Start of DATA EXCERPTS
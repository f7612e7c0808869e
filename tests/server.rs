//! HTTP API through the router, without binding a socket.

use axum::body::{to_bytes, Body};
use axum::http::{Request, StatusCode};
use axum::Router;
use serde_json::{json, Value};
use tempfile::TempDir;
use tower::ServiceExt;

use query_harness::config::Config;
use query_harness::context::AppContext;
use query_harness::sqlite_store::SqliteIndexStore;
use query_harness::{db, migrate, server, sql};
use query_harness_core::generation::GenerationProvider;
use query_harness_core::testing::{FailingGenerator, FixedGenerator, HashEmbedder};

async fn app(tmp: &TempDir, generator: Box<dyn GenerationProvider>, seed: bool) -> Router {
    let root = tmp.path();
    let mut config = Config::minimal();
    config.db.path = root.join("qh.sqlite");
    config.sql.history_path = root.join("history.json");
    config.chat.history_path = root.join("chat.json");

    let pool = db::connect(&config).await.unwrap();
    migrate::apply(&pool).await.unwrap();

    let database = if seed {
        let path = root.join("student.db");
        config.sql.database = Some(path.clone());
        let db = db::connect_database(&path, true).await.unwrap();
        sql::seed_demo(&db).await.unwrap();
        Some(db)
    } else {
        None
    };

    let ctx = AppContext::from_parts(
        config,
        Box::new(SqliteIndexStore::new(pool)),
        Box::new(HashEmbedder::new(16)),
        generator,
        database,
    );
    server::router(ctx)
}

async fn send(app: Router, method: &str, uri: &str, body: Option<Value>) -> (StatusCode, Value) {
    let builder = Request::builder().method(method).uri(uri);
    let request = match body {
        Some(body) => builder
            .header("content-type", "application/json")
            .body(Body::from(body.to_string()))
            .unwrap(),
        None => builder.body(Body::empty()).unwrap(),
    };
    let response = app.oneshot(request).await.unwrap();
    let status = response.status();
    let bytes = to_bytes(response.into_body(), usize::MAX).await.unwrap();
    let value = if bytes.is_empty() {
        Value::Null
    } else {
        serde_json::from_slice(&bytes).unwrap()
    };
    (status, value)
}

#[tokio::test]
async fn test_health() {
    let tmp = TempDir::new().unwrap();
    let app = app(&tmp, Box::new(FixedGenerator::new("")), false).await;
    let (status, body) = send(app, "GET", "/health", None).await;
    assert_eq!(status, StatusCode::OK);
    assert_eq!(body["status"], "ok");
    assert_eq!(body["version"], env!("CARGO_PKG_VERSION"));
}

#[tokio::test]
async fn test_indexes_empty() {
    let tmp = TempDir::new().unwrap();
    let app = app(&tmp, Box::new(FixedGenerator::new("")), false).await;
    let (status, body) = send(app, "GET", "/indexes", None).await;
    assert_eq!(status, StatusCode::OK);
    assert_eq!(body["indexes"], json!([]));
}

#[tokio::test]
async fn test_ask_missing_index_is_404() {
    let tmp = TempDir::new().unwrap();
    let app = app(&tmp, Box::new(FixedGenerator::new("")), false).await;
    let (status, body) = send(
        app,
        "POST",
        "/ask",
        Some(json!({ "question": "How many vacation days?", "index": "handbook" })),
    )
    .await;
    assert_eq!(status, StatusCode::NOT_FOUND);
    assert_eq!(body["error"]["code"], "index_not_found");
    assert_eq!(body["error"]["message"], "index not found: handbook");
}

#[tokio::test]
async fn test_ask_empty_question_is_bad_request() {
    let tmp = TempDir::new().unwrap();
    let app = app(&tmp, Box::new(FixedGenerator::new("")), false).await;
    let (status, body) = send(
        app,
        "POST",
        "/ask",
        Some(json!({ "question": "  ", "index": "handbook" })),
    )
    .await;
    assert_eq!(status, StatusCode::BAD_REQUEST);
    assert_eq!(body["error"]["code"], "bad_request");
}

#[tokio::test]
async fn test_sql_run_and_history() {
    let tmp = TempDir::new().unwrap();
    let generator = FixedGenerator::new("```sql\nSELECT COUNT(*) FROM STUDENT;\n```");
    let app = app(&tmp, Box::new(generator), true).await;

    let (status, body) = send(
        app.clone(),
        "POST",
        "/sql/run",
        Some(json!({ "question": "How many students are there?" })),
    )
    .await;
    assert_eq!(status, StatusCode::OK);
    assert_eq!(body["sql"], "SELECT COUNT(*) FROM STUDENT;");
    assert_eq!(body["columns"], json!(["COUNT(*)"]));
    assert_eq!(body["rows"], json!([[5]]));

    let (status, body) = send(app, "GET", "/sql/history", None).await;
    assert_eq!(status, StatusCode::OK);
    let entries = body["entries"].as_array().unwrap();
    assert_eq!(entries.len(), 1);
    assert_eq!(entries[0]["question"], "How many students are there?");
}

#[tokio::test]
async fn test_sql_translate_does_not_execute() {
    let tmp = TempDir::new().unwrap();
    let generator = FixedGenerator::new("SELECT NAME FROM STUDENT WHERE CLASS = 'Data Science';");
    let app = app(&tmp, Box::new(generator), true).await;

    let (status, body) = send(
        app.clone(),
        "POST",
        "/sql/translate",
        Some(json!({ "question": "Who studies Data Science?" })),
    )
    .await;
    assert_eq!(status, StatusCode::OK);
    assert_eq!(body["sql"], "SELECT NAME FROM STUDENT WHERE CLASS = 'Data Science';");
    assert!(body.get("rows").is_none());

    let (_, body) = send(app, "GET", "/sql/history", None).await;
    assert_eq!(body["entries"], json!([]));
}

#[tokio::test]
async fn test_sql_run_bad_statement_is_422() {
    let tmp = TempDir::new().unwrap();
    let app = app(&tmp, Box::new(FixedGenerator::new("SELEC BAD SYNTAX")), true).await;
    let (status, body) = send(
        app,
        "POST",
        "/sql/run",
        Some(json!({ "question": "Anything" })),
    )
    .await;
    assert_eq!(status, StatusCode::UNPROCESSABLE_ENTITY);
    assert_eq!(body["error"]["code"], "execution_error");
}

#[tokio::test]
async fn test_sql_run_generation_failure_is_502() {
    let tmp = TempDir::new().unwrap();
    let app = app(&tmp, Box::new(FailingGenerator), true).await;
    let (status, body) = send(
        app,
        "POST",
        "/sql/run",
        Some(json!({ "question": "How many students?" })),
    )
    .await;
    assert_eq!(status, StatusCode::BAD_GATEWAY);
    assert_eq!(body["error"]["code"], "translation_error");
}

#[tokio::test]
async fn test_sql_run_without_database_is_400() {
    let tmp = TempDir::new().unwrap();
    let app = app(&tmp, Box::new(FixedGenerator::new("SELECT 1")), false).await;
    let (status, body) = send(
        app,
        "POST",
        "/sql/run",
        Some(json!({ "question": "How many students?" })),
    )
    .await;
    assert_eq!(status, StatusCode::BAD_REQUEST);
    assert_eq!(body["error"]["code"], "invalid_configuration");
}

#[tokio::test]
async fn test_chat_replies_and_saves_exchange() {
    let tmp = TempDir::new().unwrap();
    let app = app(&tmp, Box::new(FixedGenerator::new("Hello Ada.")), false).await;

    let (status, body) = send(
        app.clone(),
        "POST",
        "/chat",
        Some(json!({ "message": "My name is Ada." })),
    )
    .await;
    assert_eq!(status, StatusCode::OK);
    assert_eq!(body["reply"], "Hello Ada.");

    let saved: Value =
        serde_json::from_str(&std::fs::read_to_string(tmp.path().join("chat.json")).unwrap())
            .unwrap();
    assert_eq!(saved["messages"][0]["role"], "user");
    assert_eq!(saved["messages"][1]["content"], "Hello Ada.");

    let (status, body) = send(app, "POST", "/chat", Some(json!({ "message": " " }))).await;
    assert_eq!(status, StatusCode::BAD_REQUEST);
    assert_eq!(body["error"]["code"], "bad_request");
}

#[tokio::test]
async fn test_chat_generation_failure_is_502() {
    let tmp = TempDir::new().unwrap();
    let app = app(&tmp, Box::new(FailingGenerator), false).await;
    let (status, body) = send(app, "POST", "/chat", Some(json!({ "message": "hi" }))).await;
    assert_eq!(status, StatusCode::BAD_GATEWAY);
    assert_eq!(body["error"]["code"], "generation_error");
    assert!(!tmp.path().join("chat.json").exists());
}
End of DATA EXCERPTS
### [EXERCISE GOAL]
Your answer should hold exactly the lines from the one containing "let app = app(&tmp, Box::new(FailingGenerator), false).await;" to the last line of the data, both included, and no others.

### [RESPONSE BOX]
    let app = app(&tmp, Box::new(FailingGenerator), false).await;
    let (status, body) = send(app, "POST", "/chat", Some(json!({ "message": "hi" }))).await;
    assert_eq!(status, StatusCode::BAD_GATEWAY);
    assert_eq!(body["error"]["code"], "generation_error");
    assert!(!tmp.path().join("chat.json").exists());
}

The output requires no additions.